- _Work to complete_:
Copy out all the entries exactly.

-- Data for the task follows --

use std::path::PathBuf;

use clap::{Args, Parser, Subcommand};

use tentvakt_config::TentvaktConfig;
use tentvakt_core::session::{SessionProjection, SessionState};
use tentvakt_engine::{ProctorRuntime, ScenarioReport};
use tentvakt_simulator::{RandomSignalDriver, Scenario};

use crate::stdin_source::StdinSource;

type CliError = Box<dyn std::error::Error + Send + Sync>;

#[derive(Parser)]
#[command(version, about)]
pub struct Cli {
    #[command(subcommand)]
    pub command: Commands,
}

#[derive(Subcommand)]
pub enum Commands {
    /// Run a live session, reading the signal protocol from stdin
    Run(RunArgs),
    /// Replay a scenario file, or exercise the state machine with a
    /// seeded random signal stream
    Simulate(SimulateArgs),
}

#[derive(Args, Debug, Clone)]
pub struct RunArgs {
    /// Configuration file; defaults to the config/ hierarchy
    #[arg(short, long)]
    pub config: Option<PathBuf>,
}

#[derive(Args, Debug, Clone)]
pub struct SimulateArgs {
    /// Scenario file to replay; omit for a random stream
    #[arg(short, long)]
    pub scenario: Option<PathBuf>,

    /// Number of random steps when no scenario is given
    #[arg(long, default_value_t = 50)]
    pub count: usize,

    /// Seed for the random stream
    #[arg(long, default_value_t = 0)]
    pub seed: u64,

    /// Expected state hash; overrides the scenario's own value
    #[arg(long)]
    pub validate_hash: Option<String>,

    /// Configuration file; defaults to the config/ hierarchy
    #[arg(short, long)]
    pub config: Option<PathBuf>,
}

fn load_config(path: &Option<PathBuf>) -> Result<TentvaktConfig, CliError> {
    Ok(match path {
        Some(path) => TentvaktConfig::load_from_path(path)?,
        None => TentvaktConfig::load()?,
    })
}

pub async fn run_live_mode(args: RunArgs) -> Result<(), CliError> {
    let config = load_config(&args.config)?;
    let mut runtime = ProctorRuntime::new(config);
    let mut source = StdinSource::new();

    let projection = runtime.run_live(&mut source).await?;
    print_projection(&projection);
    Ok(())
}

pub async fn run_simulate_mode(args: SimulateArgs) -> Result<(), CliError> {
    let config = load_config(&args.config)?;
    let mut scenario = match &args.scenario {
        Some(path) => Scenario::from_yaml_file(path)?,
        None => RandomSignalDriver::scenario(args.seed, args.count),
    };
    if args.validate_hash.is_some() {
        scenario.expected_hash = args.validate_hash.clone();
    }

    let mut runtime = ProctorRuntime::new(config);
    let report = runtime.run_scripted(&scenario)?;
    print_report(&report);
    Ok(())
}

fn print_projection(projection: &SessionProjection) {
    match projection.state {
        SessionState::Active => println!(
            "Session active: {} violations",
            projection.violation_count
        ),
        SessionState::Locked(reason) => println!(
            "Session locked ({reason}): {} violations",
            projection.violation_count
        ),
    }
    println!("Elapsed: {}", format_clock(projection.elapsed_secs));
    if let Some(remaining) = projection.remaining_secs {
        println!("Remaining: {}", format_clock(remaining));
    }
    for event in &projection.recent_events {
        println!("  [{}] {}: {}", event.severity, event.kind, event.message);
    }
}

fn print_report(report: &ScenarioReport) {
    println!(
        "Scenario '{}': {} events, hash {}",
        report.name,
        report.events.len(),
        report.state_hash
    );
    for event in &report.events {
        println!(
            "  #{} [{}] {}: {}",
            event.id, event.severity, event.kind, event.message
        );
    }
    print_projection(&report.projection);
}

/// mm:ss display, matching the assessment surface.
fn format_clock(total_secs: u64) -> String {
    format!("{:02}:{:02}", total_secs / 60, total_secs % 60)
}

-- Data for the task concluded --

- _Solution below_:
use std::path::PathBuf;

use clap::{Args, Parser, Subcommand};

use tentvakt_config::TentvaktConfig;
use tentvakt_core::session::{SessionProjection, SessionState};
use tentvakt_engine::{ProctorRuntime, ScenarioReport};
use tentvakt_simulator::{RandomSignalDriver, Scenario};

use crate::stdin_source::StdinSource;

type CliError = Box<dyn std::error::Error + Send + Sync>;

#[derive(Parser)]
#[command(version, about)]
pub struct Cli {
    #[command(subcommand)]
    pub command: Commands,
}

#[derive(Subcommand)]
pub enum Commands {
    /// Run a live session, reading the signal protocol from stdin
    Run(RunArgs),
    /// Replay a scenario file, or exercise the state machine with a
    /// seeded random signal stream
    Simulate(SimulateArgs),
}

#[derive(Args, Debug, Clone)]
pub struct RunArgs {
    /// Configuration file; defaults to the config/ hierarchy
    #[arg(short, long)]
    pub config: Option<PathBuf>,
}

#[derive(Args, Debug, Clone)]
pub struct SimulateArgs {
    /// Scenario file to replay; omit for a random stream
    #[arg(short, long)]
    pub scenario: Option<PathBuf>,

    /// Number of random steps when no scenario is given
    #[arg(long, default_value_t = 50)]
    pub count: usize,

    /// Seed for the random stream
    #[arg(long, default_value_t = 0)]
    pub seed: u64,

    /// Expected state hash; overrides the scenario's own value
    #[arg(long)]
    pub validate_hash: Option<String>,

    /// Configuration file; defaults to the config/ hierarchy
    #[arg(short, long)]
    pub config: Option<PathBuf>,
}

fn load_config(path: &Option<PathBuf>) -> Result<TentvaktConfig, CliError> {
    Ok(match path {
        Some(path) => TentvaktConfig::load_from_path(path)?,
        None => TentvaktConfig::load()?,
    })
}

pub async fn run_live_mode(args: RunArgs) -> Result<(), CliError> {
    let config = load_config(&args.config)?;
    let mut runtime = ProctorRuntime::new(config);
    let mut source = StdinSource::new();

    let projection = runtime.run_live(&mut source).await?;
    print_projection(&projection);
    Ok(())
}

pub async fn run_simulate_mode(args: SimulateArgs) -> Result<(), CliError> {
    let config = load_config(&args.config)?;
    let mut scenario = match &args.scenario {
        Some(path) => Scenario::from_yaml_file(path)?,
        None => RandomSignalDriver::scenario(args.seed, args.count),
    };
    if args.validate_hash.is_some() {
        scenario.expected_hash = args.validate_hash.clone();
    }

    let mut runtime = ProctorRuntime::new(config);
    let report = runtime.run_scripted(&scenario)?;
    print_report(&report);
    Ok(())
}

fn print_projection(projection: &SessionProjection) {
    match projection.state {
        SessionState::Active => println!(
            "Session active: {} violations",
            projection.violation_count
        ),
        SessionState::Locked(reason) => println!(
            "Session locked ({reason}): {} violations",
            projection.violation_count
        ),
    }
    println!("Elapsed: {}", format_clock(projection.elapsed_secs));
    if let Some(remaining) = projection.remaining_secs {
        println!("Remaining: {}", format_clock(remaining));
    }
    for event in &projection.recent_events {
        println!("  [{}] {}: {}", event.severity, event.kind, event.message);
    }
}

fn print_report(report: &ScenarioReport) {
    println!(
        "Scenario '{}': {} events, hash {}",
        report.name,
        report.events.len(),
        report.state_hash
    );
    for event in &report.events {
        println!(
            "  #{} [{}] {}: {}",
            event.id, event.severity, event.kind, event.message
        );
    }
    print_projection(&report.projection);
}

/// mm:ss display, matching the assessment surface.
fn format_clock(total_secs: u64) -> String {
    format!("{:02}:{:02}", total_secs / 60, total_secs % 60)
}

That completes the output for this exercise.